The Moscow News. Scientists have discovered a new strain of HIV in Russia, and the virus is spreading “at a rapid rate,” the press service for a Siberian scientific research
Scientists have discovered a new strain of HIV in Russia, and the virus is spreading “at a rapid rate,” the press service for a Siberian scientific research center said Wednesday.
The subtype, called 02_AG/A, was first reported in Russia’s Siberian city of Novosibirsk in 2006 and is now responsible for more than 50 percent of new HIV infections in the region, the press service for the region’s science city Koltsovo said in a statement posted on its website.
The number of HIV-positive people living in the Novosibirsk Region has leaped from about 2,000 in 2007 up to 15,000 in 2012, the statement said, citing Russia’s Federal AIDS Center.
02_AG/A might be the most virulent form of HIV in Russia, Natalya Gashnikova, head of the retroviruses department at state biotechnology research center Vektor – whose specialists discovered the strain – was quoted as saying in the statement, and could spread much faster than Russia's current leading HIV strain, subtype A(I).
The new strain isn’t limited to the vast area of Siberia, either: It has also been detected in Russia’s southern republic of Chechnya, as well as nearby countries Kyrgyzstan and Kazakhstan, the statement said.
HIV, a retrovirus that causes slow failure of the immune system, has two types: HIV-1 and HIV-2. The latter is considered less virulent and transmissible.
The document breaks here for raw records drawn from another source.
// Copyright (c) 2026, Chad Hogan
// All rights reserved.
//
// This source code is licensed under the BSD-3-Clause license found in the
// LICENSE file in the root directory of this source tree.

//! Narrow-band exact distances and ray-crossing counts (stage 2).
//!
//! Triangles are distributed over a rayon pool; every worker accumulates
//! into a private shard holding a full copy of the three grids, and shards
//! are merged by a per-cell lexicographic minimum on `(distance, triangle)`
//! plus a per-cell crossing-count sum. Both merge operations are exact and
//! commutative, so the result is bit-identical for every thread count and
//! split structure.

use rayon::prelude::*;

use crate::geometry::{point_in_triangle_2d, point_triangle_distance};
use crate::grid::{Grid3, GridSpec};
use crate::mesh::TriMesh;

/// Sentinel for "no witness triangle recorded".
pub const NO_TRIANGLE: i32 = -1;

/// Output of the narrow-band pass.
pub struct NarrowBand {
    /// Unsigned distances; exact near the surface, sentinel elsewhere.
    pub phi: Grid3<f32>,
    /// Witness triangle per cell, `NO_TRIANGLE` where untouched.
    pub closest_tri: Grid3<i32>,
    /// Ray-crossing counts along `+i` lines, bucketed at `ceil(fi)`.
    pub crossings: Grid3<i32>,
}

/// `true` when `(d_new, t_new)` should replace `(d_old, t_old)`.
///
/// Ties on distance resolve to the smaller triangle index so the merged
/// result does not depend on processing order.
#[inline]
pub(crate) fn closer(d_new: f32, t_new: i32, d_old: f32, t_old: i32) -> bool {
    d_new < d_old || (d_new == d_old && t_old != NO_TRIANGLE && t_new < t_old)
}

struct Shard {
    phi: Vec<f32>,
    closest_tri: Vec<i32>,
    crossings: Vec<i32>,
}

impl Shard {
    fn new(spec: &GridSpec) -> Self {
        let n = spec.num_cells();
        Shard {
            phi: vec![spec.upper_bound(); n],
            closest_tri: vec![NO_TRIANGLE; n],
            crossings: vec![0; n],
        }
    }

    fn merge(mut self, other: Shard) -> Shard {
        for c in 0..self.phi.len() {
            if closer(
                other.phi[c],
                other.closest_tri[c],
                self.phi[c],
                self.closest_tri[c],
            ) {
                self.phi[c] = other.phi[c];
                self.closest_tri[c] = other.closest_tri[c];
            }
            self.crossings[c] += other.crossings[c];
        }
        self
    }

    fn scan_triangle(&mut self, mesh: &TriMesh, spec: &GridSpec, exact_band: u32, t: usize) {
        let (p, q, r) = mesh.triangle(t);
        let (nx, ny, nz) = (spec.nx, spec.ny, spec.nz);
        let dx = spec.dx as f64;
        let origin = [
            spec.origin[0] as f64,
            spec.origin[1] as f64,
            spec.origin[2] as f64,
        ];
        // Triangle corners in grid coordinates.
        let f = |v: [f32; 3], d: usize| (v[d] as f64 - origin[d]) / dx;
        let (fip, fjp, fkp) = (f(p, 0), f(p, 1), f(p, 2));
        let (fiq, fjq, fkq) = (f(q, 0), f(q, 1), f(q, 2));
        let (fir, fjr, fkr) = (f(r, 0), f(r, 1), f(r, 2));

        let band = exact_band as i64;
        let lo = |a: f64, b: f64, c: f64, n: usize| {
            (a.min(b).min(c).floor() as i64 - band).clamp(0, n as i64 - 1) as usize
        };
        let hi = |a: f64, b: f64, c: f64, n: usize| {
            (a.max(b).max(c).ceil() as i64 + band).clamp(0, n as i64 - 1) as usize
        };

        // Exact distances in the expanded bounding box.
        let (i0, i1) = (lo(fip, fiq, fir, nx), hi(fip, fiq, fir, nx));
        let (j0, j1) = (lo(fjp, fjq, fjr, ny), hi(fjp, fjq, fjr, ny));
        let (k0, k1) = (lo(fkp, fkq, fkr, nz), hi(fkp, fkq, fkr, nz));
        for k in k0..=k1 {
            for j in j0..=j1 {
                for i in i0..=i1 {
                    let gx = spec.cell_center(i, j, k);
                    let d = point_triangle_distance(gx, p, q, r);
                    let c = i + nx * (j + ny * k);
                    if closer(d, t as i32, self.phi[c], self.closest_tri[c]) {
                        self.phi[c] = d;
                        self.closest_tri[c] = t as i32;
                    }
                }
            }
        }

        // Crossings of +i grid lines with this triangle. The box uses
        // ceil(min)/floor(max) and may be empty; clamped columns outside the
        // projected triangle fail the 2D test and contribute nothing.
        let j0 = (fjp.min(fjq).min(fjr).ceil() as i64).clamp(0, ny as i64 - 1) as usize;
        let j1 = (fjp.max(fjq).max(fjr).floor() as i64).clamp(0, ny as i64 - 1) as usize;
        let k0 = (fkp.min(fkq).min(fkr).ceil() as i64).clamp(0, nz as i64 - 1) as usize;
        let k1 = (fkp.max(fkq).max(fkr).floor() as i64).clamp(0, nz as i64 - 1) as usize;
        for k in k0..=k1 {
            for j in j0..=j1 {
                if let Some((a, b, c)) =
                    point_in_triangle_2d(j as f64, k as f64, fjp, fkp, fjq, fkq, fjr, fkr)
                {
                    let fi = a * fip + b * fiq + c * fir;
                    // The crossing lies in the half-open interval
                    // (i_interval - 1, i_interval].
                    let i_interval = fi.ceil() as i64;
                    if i_interval < 0 {
                        // Fold crossings beyond the -i face into bucket 0.
                        self.crossings[nx * (j + ny * k)] += 1;
                    } else if (i_interval as usize) < nx {
                        self.crossings[i_interval as usize + nx * (j + ny * k)] += 1;
                    }
                }
            }
        }
    }
}

/// Run the narrow-band pass over every triangle on the given pool.
pub fn compute(
    mesh: &TriMesh,
    spec: &GridSpec,
    exact_band: u32,
    pool: &rayon::ThreadPool,
) -> NarrowBand {
    let shard = pool.install(|| {
        (0..mesh.num_triangles())
            .into_par_iter()
            .fold(
                || Shard::new(spec),
                |mut shard, t| {
                    shard.scan_triangle(mesh, spec, exact_band, t);
                    shard
                },
            )
            .reduce(|| Shard::new(spec), Shard::merge)
    });
    let (nx, ny, nz) = (spec.nx, spec.ny, spec.nz);
    NarrowBand {
        phi: Grid3::from_vec(nx, ny, nz, shard.phi)
            .unwrap_or_else(|_| unreachable!("shard shape matches the grid")),
        closest_tri: Grid3::from_vec(nx, ny, nz, shard.closest_tri)
            .unwrap_or_else(|_| unreachable!("shard shape matches the grid")),
        crossings: Grid3::from_vec(nx, ny, nz, shard.crossings)
            .unwrap_or_else(|_| unreachable!("shard shape matches the grid")),
    }
}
Scientists say HIV-1 is the most common strain, and divide it into subtypes based on various forms that are grouped in geographic regions around the world.
According to the UN, Eastern Europe and Central Asia is the only region in the world where the HIV infection is clearly on the rise – and 52 percent of HIV-positive people in that region live in Russia.
Yet the disease remains poorly understood in Russia, and according to the Koltsovo press service, research into the spread and properties of new HIV strains is underfunded.
To compound matters, Russian schools generally offer little or no sex education, a factor that is believed to contribute to a high HIV infection rate from lack of awareness about STDs and protection against them.
Pavel Astakhov, Russia’s children’s rights advocate, said in September that he opposed teaching teenagers about sexual health in school, adding that Russian literature is “the best sex education there is.”